— WHAT IS NEEDED —
Each line of the entries below that holds "short" is needed, copied in full.

— STUDY MATERIAL —
☆ ☆ ☆
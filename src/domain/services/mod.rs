//! Domain Services
//!
//! - `TypeFactory` - raw tokens → validated directive/layer
//! - path resolvers - validated params + config → classified file paths
//!
//! The four resolvers are siblings: none of them calls another. Shared naming
//! and path plumbing live in `template_path` and `path_support`.

mod input_path;
mod output_path;
mod path_options;
mod path_support;
mod prompt_path;
mod schema_path;
pub mod template_path;
#[cfg(test)]
pub(crate) mod test_support;
mod type_factory;

pub use input_path::{infer_from_layer, InputFilePathResolver, STDIN_MARKER};
pub use output_path::{generate_file_name, OutputFilePathResolver, GENERATED_HASH_LEN};
pub use path_options::{PathOptions, PathParams};
pub use path_support::{
    check_name_segment, check_path_chars, expand_home, normalize_separators, resolve_base_dir,
    PathResolutionError, DISALLOWED_PATH_CHARS,
};
pub use prompt_path::PromptTemplatePathResolver;
pub use schema_path::SchemaFilePathResolver;
pub use type_factory::{PatternAvailability, TypeFactory, TypePair};
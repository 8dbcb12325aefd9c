//! Infrastructure Layer
//!
//! Concrete implementations of domain ports.
//! This layer handles all I/O operations.
//!
//! ## Structure
//!
//! - `fs/` - File system implementations (Local, Rooted)
//! - `config/` - Pattern providers backed by configuration

pub mod config;
pub mod fs;

// Re-export for convenience
pub use config::{ConfigPatternProvider, DefaultPatternProvider};
pub use fs::{LocalFs, RootedFs};
//! Resolve Use Case
//!
//! Loads the profile config, validates the two positional parameters and
//! runs the four path resolvers.

mod options;
mod result;
mod use_case;

pub use options::ResolveRequest;
pub use result::{ResolveOutcome, ResolvedPaths};
pub use use_case::ResolvePathsUseCase;
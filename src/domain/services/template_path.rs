//! Template file naming
//!
//! Prompt and schema files live at `{base_dir}/{directive}/{layer}/{filename}`:
//! - prompt: `f_{from_layer}.md`, or `f_{from_layer}_{adaptation}.md` when adapted
//! - schema: `f_{layer}.schema.json`

use std::path::{Path, PathBuf};

pub const FILE_PREFIX: &str = "f_";
pub const PROMPT_EXTENSION: &str = ".md";
pub const SCHEMA_SUFFIX: &str = ".schema.json";

pub fn prompt_file_name(from_layer: &str, adaptation: Option<&str>) -> String {
    match adaptation {
        Some(adaptation) => format!("{FILE_PREFIX}{from_layer}_{adaptation}{PROMPT_EXTENSION}"),
        None => format!("{FILE_PREFIX}{from_layer}{PROMPT_EXTENSION}"),
    }
}

pub fn schema_file_name(layer: &str) -> String {
    format!("{FILE_PREFIX}{layer}{SCHEMA_SUFFIX}")
}

/// `{directive}/{layer}`
pub fn template_dir(directive: &str, layer: &str) -> PathBuf {
    Path::new(directive).join(layer)
}

/// `{directive}/{layer}/f_{from_layer}[_{adaptation}].md`
pub fn prompt_relative_path(
    directive: &str,
    layer: &str,
    from_layer: &str,
    adaptation: Option<&str>,
) -> PathBuf {
    template_dir(directive, layer).join(prompt_file_name(from_layer, adaptation))
}

/// `{directive}/{layer}/f_{layer}.schema.json`
pub fn schema_relative_path(directive: &str, layer: &str) -> PathBuf {
    template_dir(directive, layer).join(schema_file_name(layer))
}
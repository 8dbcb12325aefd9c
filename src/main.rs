//! breakdown CLI
//!
//! Usage: breakdown <DIRECTIVE> <LAYER> [OPTIONS]
//!
//! Validates the directive/layer pair for the selected profile and prints
//! the input, output, prompt and schema paths it resolves to.

use anyhow::{Context, Result};
use clap::Parser;

use breakdown::config::{default_config_dir, ConfigWarning};
use breakdown::{
    LocalFs, PathOptions, PathResult, ResolveOutcome, ResolvePathsUseCase, ResolveRequest,
};

/// breakdown - validate a directive/layer pair and resolve its paths
#[derive(Parser, Debug)]
#[command(name = "breakdown")]
#[command(author, version, about, long_about = None)]
struct Cli {
    /// Directive type (e.g. to, summary, defect)
    directive: String,

    /// Layer type (e.g. project, issue, task)
    layer: String,

    /// Input file, or '-' for stdin
    #[arg(short = 'f', long = "from", allow_hyphen_values = true)]
    from: Option<String>,

    /// Output file or directory
    #[arg(short = 'o', long = "destination", visible_alias = "output")]
    destination: Option<String>,

    /// Prompt adaptation (selects f_{layer}_{adaptation}.md)
    #[arg(short, long)]
    adaptation: Option<String>,

    /// Source layer type used to pick the prompt template
    #[arg(short = 'i', long = "input")]
    from_layer_type: Option<String>,

    /// Configuration profile
    #[arg(short, long)]
    config: Option<String>,

    /// Template variable passed through to the renderer
    #[arg(long = "uv", value_name = "KEY=VALUE", value_parser = parse_custom_variable)]
    custom_variables: Vec<(String, String)>,

    /// Output format for CI
    #[arg(long)]
    json: bool,

    /// Verbosity level (-v, -vv)
    #[arg(short, long, action = clap::ArgAction::Count)]
    verbose: u8,
}

impl Cli {
    fn to_request(&self) -> ResolveRequest {
        let mut options = PathOptions {
            from_file: self.from.clone(),
            destination_file: self.destination.clone(),
            adaptation: self.adaptation.clone(),
            from_layer_type: self.from_layer_type.clone(),
            ..PathOptions::default()
        };
        for (key, value) in &self.custom_variables {
            options = options.with_custom_variable(key, value);
        }

        let mut request =
            ResolveRequest::new(self.directive.as_str(), self.layer.as_str()).with_options(options);
        request.profile = self.config.clone();
        request
    }
}

fn parse_custom_variable(raw: &str) -> Result<(String, String), String> {
    match raw.split_once('=') {
        Some((key, value)) if !key.trim().is_empty() => {
            Ok((key.trim().to_string(), value.to_string()))
        }
        _ => Err(format!("expected KEY=VALUE, got '{raw}'")),
    }
}

/// Install a stderr subscriber. `RUST_LOG` wins over `-v`.
fn init_tracing(verbose: u8) -> Result<()> {
    let default_level = match verbose {
        0 => "warn",
        1 => "debug",
        _ => "trace",
    };
    let filter = tracing_subscriber::EnvFilter::try_from_default_env()
        .unwrap_or_else(|_| tracing_subscriber::EnvFilter::new(default_level));

    tracing_subscriber::fmt()
        .with_env_filter(filter)
        .with_writer(std::io::stderr)
        .try_init()
        .map_err(|e| anyhow::anyhow!("failed to initialize tracing subscriber: {e}"))
}

fn main() {
    let cli = Cli::parse();

    if let Err(err) = init_tracing(cli.verbose) {
        eprintln!("⚠ {err}");
    }

    if let Err(err) = run(&cli) {
        eprintln!("✗ Error: {err:#}");
        std::process::exit(1);
    }
}

fn run(cli: &Cli) -> Result<()> {
    let cwd = std::env::current_dir().context("failed to read current directory")?;
    let config_dir = default_config_dir(&cwd);

    let outcome = ResolvePathsUseCase::new(LocalFs).execute(&config_dir, &cli.to_request())?;

    for warning in &outcome.warnings {
        eprintln!("⚠ {}", format_warning(warning));
    }

    if cli.json {
        print_json(&outcome)
    } else {
        print_text(&outcome);
        Ok(())
    }
}

fn print_json(outcome: &ResolveOutcome) -> Result<()> {
    let output = serde_json::json!({
        "event": "resolve",
        "command": outcome.command,
        "paths": outcome.paths,
        "warnings": outcome.warnings,
    });
    println!("{}", serde_json::to_string(&output)?);
    Ok(())
}

fn print_text(outcome: &ResolveOutcome) {
    println!(
        "✓ {} (profile: {})",
        outcome.params.command_string(),
        outcome.params.profile()
    );
    println!("  input:  {}", describe(&outcome.paths.input));
    println!("  output: {}", describe(&outcome.paths.output));
    println!("  prompt: {}", describe(&outcome.paths.prompt));
    println!("  schema: {}", describe(&outcome.paths.schema));
}

fn describe(result: &PathResult) -> String {
    if result.is_empty() {
        return "(none)".to_string();
    }
    let mut line = format!("{} [{}]", result.value().display(), result.kind().as_str());
    if !result.exists() && !result.is_generated() {
        line.push_str(" (missing)");
    }
    line
}

fn format_warning(warning: &ConfigWarning) -> String {
    let mut message = format!(
        "unknown config key '{}' in {}",
        warning.key,
        warning.file.display()
    );
    if let Some(line) = warning.line {
        message.push_str(&format!(":{line}"));
    }
    if let Some(suggestion) = &warning.suggestion {
        message.push_str(&format!(" (did you mean '{suggestion}'?)"));
    }
    message
}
☆ ☆ ☆
— ANSWER —
    #[arg(short = 'f', long = "from", allow_hyphen_values = true)]
    #[arg(short = 'o', long = "destination", visible_alias = "output")]
    #[arg(short, long)]
    #[arg(short = 'i', long = "input")]
    #[arg(short, long)]
    #[arg(short, long, action = clap::ArgAction::Count)]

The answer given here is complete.